バッハ(1685~1750)はバロック音楽を集大成した18世紀の作曲家・鍵盤奏者ですが、「平均律」と呼ばれる2巻からなるクラヴィーア曲集を作曲しています。 この曲集はピアノを勉強する者には必修の教本で、試験やコンクールには必ず課題曲として出されます。

何故必ず課題曲になるのでしょうか?

それはピアノを学ぼうとすると、クラシック音楽の基本の一つである対位法を学ぶ必要があるからです。 楽譜の構造を織物にたとえると、和声(ハーモ二ー)が縦糸であるとするならば、対位法は横糸だとイメージされて下さい。

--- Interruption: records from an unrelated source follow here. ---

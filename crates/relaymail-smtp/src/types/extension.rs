//! SMTP extension types.

/// SMTP extensions advertised in an EHLO reply.
#[derive(Debug, Clone, PartialEq, Eq, Hash)]
pub enum Extension {
    /// STARTTLS - TLS upgrade
    StartTls,
    /// AUTH - Authentication
    Auth(Vec<AuthMechanism>),
    /// SIZE - Maximum message size
    Size(Option<usize>),
    /// 8BITMIME - 8-bit MIME transport
    EightBitMime,
    /// SMTPUTF8 - UTF-8 email addresses
    SmtpUtf8,
    /// Anything this client does not act on
    Unknown(String),
}

impl Extension {
    /// Parses one capability line from an EHLO reply.
    #[must_use]
    pub fn parse(line: &str) -> Self {
        let parts: Vec<&str> = line.split_whitespace().collect();
        if parts.is_empty() {
            return Self::Unknown(line.to_string());
        }

        let keyword = parts[0].to_uppercase();
        match keyword.as_str() {
            "STARTTLS" => Self::StartTls,
            "AUTH" => {
                let mechanisms = parts[1..]
                    .iter()
                    .filter_map(|m| AuthMechanism::parse(m))
                    .collect();
                Self::Auth(mechanisms)
            }
            "SIZE" => {
                let size = parts.get(1).and_then(|s| s.parse().ok());
                Self::Size(size)
            }
            "8BITMIME" => Self::EightBitMime,
            "SMTPUTF8" => Self::SmtpUtf8,
            _ => Self::Unknown(line.to_string()),
        }
    }
}

/// SASL authentication mechanism.
#[derive(Debug, Clone, Copy, PartialEq, Eq, Hash)]
pub enum AuthMechanism {
    /// PLAIN - plaintext authentication
    Plain,
    /// LOGIN - base64 username and password in two round trips
    Login,
    /// CRAM-MD5 - challenge-response
    CramMd5,
    /// `XOAUTH2` - `OAuth2` (Google/Microsoft)
    XOAuth2,
}

impl AuthMechanism {
    /// Parses an authentication mechanism name.
    #[must_use]
    pub fn parse(s: &str) -> Option<Self> {
        match s.to_uppercase().as_str() {
            "PLAIN" => Some(Self::Plain),
            "LOGIN" => Some(Self::Login),
            "CRAM-MD5" => Some(Self::CramMd5),
            "XOAUTH2" => Some(Self::XOAuth2),
            _ => None,
        }
    }

    /// Returns the mechanism name as a string.
    #[must_use]
    pub const fn as_str(self) -> &'static str {
        match self {
            Self::Plain => "PLAIN",
            Self::Login => "LOGIN",
            Self::CramMd5 => "CRAM-MD5",
            Self::XOAuth2 => "XOAUTH2",
        }
    }
}

#[cfg(test)]
#[allow(clippy::unwrap_used, clippy::redundant_clone, clippy::manual_string_new, clippy::needless_collect, clippy::unreadable_literal, clippy::used_underscore_items, clippy::similar_names)]
mod tests {
    use super::*;

    mod extension_parse_tests {
        use super::*;

        #[test]
        fn parse_starttls() {
            assert_eq!(Extension::parse("STARTTLS"), Extension::StartTls);
            assert_eq!(Extension::parse("starttls"), Extension::StartTls);
        }

        #[test]
        fn parse_auth_login() {
            let ext = Extension::parse("AUTH PLAIN LOGIN");
            if let Extension::Auth(mechs) = ext {
                assert_eq!(mechs, vec![AuthMechanism::Plain, AuthMechanism::Login]);
            } else {
                panic!("Expected Auth variant");
            }
        }

        #[test]
        fn parse_auth_skips_unknown_mechanisms() {
            let ext = Extension::parse("AUTH GSSAPI LOGIN");
            assert_eq!(ext, Extension::Auth(vec![AuthMechanism::Login]));
        }

        #[test]
        fn parse_size() {
            assert_eq!(Extension::parse("SIZE 52428800"), Extension::Size(Some(52_428_800)));
            assert_eq!(Extension::parse("SIZE"), Extension::Size(None));
        }

        #[test]
        fn parse_8bitmime_and_smtputf8() {
            assert_eq!(Extension::parse("8BITMIME"), Extension::EightBitMime);
            assert_eq!(Extension::parse("SMTPUTF8"), Extension::SmtpUtf8);
        }

        #[test]
        fn parse_unknown() {
            assert_eq!(
                Extension::parse("PIPELINING"),
                Extension::Unknown("PIPELINING".to_string())
            );
            assert!(matches!(Extension::parse(""), Extension::Unknown(_)));
        }
    }

    mod auth_mechanism_tests {
        use super::*;

        #[test]
        fn parse_names() {
            assert_eq!(AuthMechanism::parse("login"), Some(AuthMechanism::Login));
            assert_eq!(AuthMechanism::parse("CRAM-MD5"), Some(AuthMechanism::CramMd5));
            assert_eq!(AuthMechanism::parse("UNKNOWN"), None);
        }

        #[test]
        fn as_str() {
            assert_eq!(AuthMechanism::Plain.as_str(), "PLAIN");
            assert_eq!(AuthMechanism::Login.as_str(), "LOGIN");
            assert_eq!(AuthMechanism::XOAuth2.as_str(), "XOAUTH2");
        }
    }
}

演奏に一番大切な事は学問的な研究ではなく、「聴く人の心にどれだけ訴えるか」なのですが、クラシック音楽の場合は曲の内容の深さや形式の構築性、各声部の計算された論理性が聴く人の心を動かしています。 ですからそれらを再現しようとすると演奏者は楽譜を分析して研究しなければ再現する事はできないのです。
市田儀一郎著バッハ平均律解釈と演奏法
「バッハ平均律解釈と演奏法」市田儀一郎著
バッハ 平均律 第1巻 第2番 フーガ 分析
(中学生時代フーガ分析)
バッハ 平均律 第2巻 第1番 プレリュード楽譜
(中学生時代書き込み)


ところで「平均律」と言われますがバッハ自身は「Das Wohltemperirte Clavier」と名付けています。 現在のドイツ語表記では「Das Wohltemperierte Klavier」となります。 この「wohltemperirte」は「well-tempered」という意味で「ほどよく調律された」という意味です。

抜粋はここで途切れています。